- ABOUT THIS EXERCISE
The line containing "async fn get_comments(&self, id: u64)" opens the span to copy, and the last line of the records below closes it. Write out that span exactly.

(Records from a dataset)

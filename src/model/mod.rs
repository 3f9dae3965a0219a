pub mod ado;
pub mod cache;
pub mod jira;
pub mod user_map;
pub mod ado;
pub mod auth;
pub mod jira;

use anyhow::Result;
use async_trait::async_trait;

use crate::model::ado::{AdoComment, AdoWorkItem};
use crate::model::jira::{JiraIssue, JiraRemoteLink, JiraVersion};

#[async_trait]
pub trait AdoApi: Send + Sync {
    /// Run a WIQL query and return the matching work item ids in result order.
    async fn query_work_item_ids(&self, wiql: &str) -> Result<Vec<u64>>;
    async fn get_work_item(&self, id: u64) -> Result<AdoWorkItem>;
    async fn delete_work_item(&self, id: u64) -> Result<()>;
    async fn get_comments(&self, id: u64) -> Result<Vec<AdoComment>>;
}

#[async_trait]
pub trait JiraApi: Send + Sync {
    /// All issues matching `jql`, following search pages to the end.
    async fn search_issues(&self, jql: &str, fields: &[String]) -> Result<Vec<JiraIssue>>;
    async fn list_releases(&self, project: &str) -> Result<Vec<JiraVersion>>;
    async fn remote_links(&self, issue_key: &str) -> Result<Vec<JiraRemoteLink>>;
}

#[cfg(test)]
pub mod tests;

- RESPONSE TO THE EXERCISE
    async fn get_comments(&self, id: u64) -> Result<Vec<AdoComment>>;
}

#[async_trait]
pub trait JiraApi: Send + Sync {
    /// All issues matching `jql`, following search pages to the end.
    async fn search_issues(&self, jql: &str, fields: &[String]) -> Result<Vec<JiraIssue>>;
    async fn list_releases(&self, project: &str) -> Result<Vec<JiraVersion>>;
    async fn remote_links(&self, issue_key: &str) -> Result<Vec<JiraRemoteLink>>;
}

#[cfg(test)]
pub mod tests;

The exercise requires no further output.